To replace Braxton. Pope Benedict XVI in 2007 appointed Glen Provost from the Diocese of Lafayette in Louisiana. Hurricane Ike hit the diocese in 2008. Four churches that were still under restoration from Hurricane Rita were damaged again. The diocese in 2015 launched the Return to the Lord capital campaign to raise $16 million. The plan was to restore the Cathedral of the Immaculate Conception and fund Camp Karol, a Catholic youth camp in Lake Charles.

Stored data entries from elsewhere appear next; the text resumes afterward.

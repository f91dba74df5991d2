//! envbot - access list and budget administration
//!
//! Loads the allowed identities and their budgets from the bot's env file
//! and applies list/add/delete/edit requests to it, rewriting the file after
//! every change.

mod cli;
mod commands;
mod config;
mod error;
mod logging;
mod session;
mod store;

use std::sync::Arc;

use clap::Parser;
use tracing::{debug, error, info};

use crate::cli::{Cli, Commands, ConfigSubcommand};
use crate::commands::{render_listing, render_menu, Command, Dispatcher, Reply};
use crate::config::EnvbotConfig;
use crate::error::{Error, Result};
use crate::store::AccessStore;

fn main() {
    let cli = Cli::parse();

    if let Err(e) = run(cli) {
        if e.is_fatal() {
            error!(error = %e.format_for_log(), "envbot cannot continue");
        }
        eprint!("{}", e.format_for_terminal());
        std::process::exit(e.exit_code());
    }
}

fn run(cli: Cli) -> Result<()> {
    let mut config = EnvbotConfig::load(cli.config.as_deref())?;
    if let Some(ref path) = cli.env_file {
        config.set_env_file(path);
    }

    // Held until exit so file logs are flushed
    let _log_guards = logging::init_logging(&config.logging, cli.verbose, cli.quiet)?;

    debug!(
        version = env!("CARGO_PKG_VERSION"),
        env_file = %config.store.env_file,
        "Starting envbot"
    );

    match cli.command {
        Commands::Config { subcommand } => handle_config_command(subcommand, &config)?,
        Commands::Menu => println!("{}", render_menu()),
        Commands::List { json } => {
            let records = open_dispatcher(&config)?.store().list();
            if json {
                println!("{}", serde_json::to_string_pretty(&records)?);
            } else {
                println!("{}", render_listing(&records));
            }
        }
        Commands::Add { user_id, budget } => {
            let command = Command::AddUser {
                identity: user_id,
                budget,
            };
            print_reply(open_dispatcher(&config)?.execute(&command)?);
        }
        Commands::Delete { user_id } => {
            let command = Command::DeleteUser { identity: user_id };
            print_reply(open_dispatcher(&config)?.execute(&command)?);
        }
        Commands::Edit { user_id, budget } => {
            let command = Command::EditBudget {
                identity: user_id,
                budget,
            };
            print_reply(open_dispatcher(&config)?.execute(&command)?);
        }
        Commands::Exec { request } => {
            let dispatcher = open_dispatcher(&config)?;
            // A single argument may be a whole quoted request line
            let reply = match request.as_slice() {
                [line] => dispatcher.handle_line(line),
                [name, rest @ ..] => {
                    let args: Vec<&str> = rest.iter().map(String::as_str).collect();
                    dispatcher.handle_tokens(name, &args)
                }
                [] => dispatcher.handle_line(""),
            };
            print_reply(reply);
        }
        Commands::Serve => run_session(open_dispatcher(&config)?)?,
    }

    Ok(())
}

/// Load the access list; only commands that touch it need the env file
fn open_dispatcher(config: &EnvbotConfig) -> Result<Dispatcher> {
    let store = AccessStore::open(
        config.store.env_file_path(),
        config.store.env_keys(),
        config.store.budget_policy(),
    )?;
    Ok(Dispatcher::new(Arc::new(store)))
}

fn print_reply(reply: Reply) {
    println!("{}", reply.text);
}

/// Run the stdin session on a single-threaded runtime
fn run_session(dispatcher: Dispatcher) -> Result<()> {
    let runtime = tokio::runtime::Builder::new_current_thread()
        .enable_all()
        .build()
        .map_err(|e| Error::Internal(format!("Failed to create async runtime: {}", e)))?;

    runtime.block_on(session::serve_stdio(dispatcher))
}

/// Handle configuration subcommands
fn handle_config_command(subcommand: ConfigSubcommand, config: &EnvbotConfig) -> Result<()> {
    match subcommand {
        ConfigSubcommand::Show => {
            print!("{}", toml::to_string_pretty(config)?);
        }
        ConfigSubcommand::Init { path, force } => {
            let path = config::init_config(path.as_deref(), force)?;
            info!(path = %path.display(), "Configuration file created");
            println!("Configuration file created: {}", path.display());
        }
        ConfigSubcommand::Validate => {
            config.validate()?;
            println!("Configuration is valid.");
        }
    }

    Ok(())
}
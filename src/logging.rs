//! Logging infrastructure using tracing + tracing-subscriber
//!
//! Console logs go to stderr; stdout is reserved for command replies.
//! An optional daily-rotated log file can be added, and `RUST_LOG` refines
//! levels per module.

use std::fs;
use std::path::Path;

use tracing::Level;
use tracing_appender::non_blocking::WorkerGuard;
use tracing_appender::rolling::{RollingFileAppender, Rotation};
use tracing_subscriber::layer::SubscriberExt;
use tracing_subscriber::util::SubscriberInitExt;
use tracing_subscriber::{fmt, EnvFilter, Layer};

use crate::config::LoggingSettings;
use crate::error::{Error, Result};

/// Keeps the file writer alive so buffered lines are flushed on exit
pub struct LogGuards {
    _file_guard: Option<WorkerGuard>,
}

/// Initialize the logging system
pub fn init_logging(settings: &LoggingSettings, verbose: u8, quiet: bool) -> Result<LogGuards> {
    let level = determine_level(settings, verbose, quiet);
    let env_filter = build_env_filter(level)?;
    let console_layer = build_console_layer(settings.json_format);

    let (file_layer, file_guard) = match settings.file {
        Some(ref log_file) => {
            let (layer, guard) =
                build_file_layer(log_file, settings.max_files, settings.json_format)?;
            (Some(layer), Some(guard))
        }
        None => (None, None),
    };

    tracing_subscriber::registry()
        .with(env_filter)
        .with(console_layer)
        .with(file_layer)
        .try_init()
        .map_err(|e| Error::Config(format!("Failed to initialize logging: {}", e)))?;

    tracing::debug!(
        level = %level,
        file = ?settings.file,
        json = settings.json_format,
        "Logging initialized"
    );

    Ok(LogGuards {
        _file_guard: file_guard,
    })
}

/// Determine the effective log level based on settings and CLI flags
fn determine_level(settings: &LoggingSettings, verbose: u8, quiet: bool) -> Level {
    if quiet {
        return Level::ERROR;
    }

    match verbose {
        0 => parse_level(&settings.level),
        1 => Level::DEBUG,
        _ => Level::TRACE,
    }
}

fn parse_level(level_str: &str) -> Level {
    match level_str.to_lowercase().as_str() {
        "trace" => Level::TRACE,
        "debug" => Level::DEBUG,
        "info" => Level::INFO,
        "warn" | "warning" => Level::WARN,
        "error" => Level::ERROR,
        _ => Level::INFO,
    }
}

/// Build the filter: RUST_LOG if set, otherwise the resolved level
fn build_env_filter(level: Level) -> Result<EnvFilter> {
    let base = level.to_string().to_lowercase();
    let directive = format!("envbot={}", base)
        .parse()
        .map_err(|e| Error::Config(format!("Invalid log directive: {}", e)))?;

    Ok(EnvFilter::try_from_default_env()
        .unwrap_or_else(|_| EnvFilter::new(&base))
        .add_directive(directive))
}

fn build_console_layer<S>(json_format: bool) -> Box<dyn Layer<S> + Send + Sync>
where
    S: tracing::Subscriber + for<'a> tracing_subscriber::registry::LookupSpan<'a>,
{
    if json_format {
        Box::new(
            fmt::layer()
                .json()
                .with_writer(std::io::stderr)
                .with_target(true)
                .with_file(true)
                .with_line_number(true),
        )
    } else {
        Box::new(
            fmt::layer()
                .with_writer(std::io::stderr)
                .with_target(false)
                .compact(),
        )
    }
}

/// Daily-rotated, non-blocking file layer
fn build_file_layer<S>(
    log_file: &str,
    max_files: u32,
    json_format: bool,
) -> Result<(Box<dyn Layer<S> + Send + Sync>, WorkerGuard)>
where
    S: tracing::Subscriber + for<'a> tracing_subscriber::registry::LookupSpan<'a>,
{
    let path = Path::new(log_file);
    let directory = match path.parent() {
        Some(parent) if !parent.as_os_str().is_empty() => parent,
        _ => Path::new("."),
    };

    fs::create_dir_all(directory).map_err(|e| {
        Error::Config(format!(
            "Failed to create log directory '{}': {}",
            directory.display(),
            e
        ))
    })?;

    let file_name = path
        .file_stem()
        .and_then(|n| n.to_str())
        .unwrap_or("envbot");

    let file_appender = RollingFileAppender::builder()
        .rotation(Rotation::DAILY)
        .filename_prefix(file_name)
        .filename_suffix("log")
        .max_log_files(max_files.max(1) as usize)
        .build(directory)
        .map_err(|e| Error::Config(format!("Failed to create log file appender: {}", e)))?;

    let (non_blocking, guard) = tracing_appender::non_blocking(file_appender);

    let layer: Box<dyn Layer<S> + Send + Sync> = if json_format {
        Box::new(
            fmt::layer()
                .json()
                .with_writer(non_blocking)
                .with_target(true)
                .with_ansi(false),
        )
    } else {
        Box::new(
            fmt::layer()
                .with_writer(non_blocking)
                .with_target(true)
                .with_ansi(false),
        )
    };

    Ok((layer, guard))
}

Several churches and schools in the diocese sustained damage due to Hurricane Laura in August 2020 and Hurricane Delta in October 2020.In 2021, the Institute of Christ the King Sovereign Priest opened the St. Francis de Sales Oratory in Sulphur. The building had served as Our Lady of Prompt Succor Catholic Church until being converted into a secular facility.

===Sexual abuse===
Police arrested Mark Broussard, a diocesan priest, in March 2012 on multiple charges of aggravated battery and sexual battery. He was accused of sexually abusing three boys as young as eight-years-old between 1986 and 1989 at Our Lady Queen of Heaven and St. Henry's Parishes in Lake Charles. Diocesan officials knew that he had had sexual contact with at least four other children, but never reported the crimes to law enforcement. Broussard left the priesthood in 1995.

Broussard was ultimately charged with ten counts of abuse. One of Broussard's victims sued the diocese in February 2013. Broussard was convicted in February 2016 of aggravated rape, molestation of a juvenile, and aggravated oral sexual battery. He was sentenced in March 2016 to 250 years in prison.In April 2019, the diocese released a list of 11 clergy with credible accusations of sexual abuse of minors.

==Bishops==
===Bishops of Lake Charles===
1. Jude Speyrer (1980-2000)
2. Edward Kenneth Braxton (2000-2005), appointed Bishop of Belleville
3. Glen John Provost (2007–present)

===Other diocesan priest who became a bishop===

- Sam Joseph Galip Jacobs, appointed Bishop of Alexandria in 1989
- Robert P. Boxie III, appointed Auxiliary Bishop of Washington in 2026

== Schools==
The Diocese of Lake Charles operates six schools, including one high school, St. Louis Catholic High School in Lake Charles.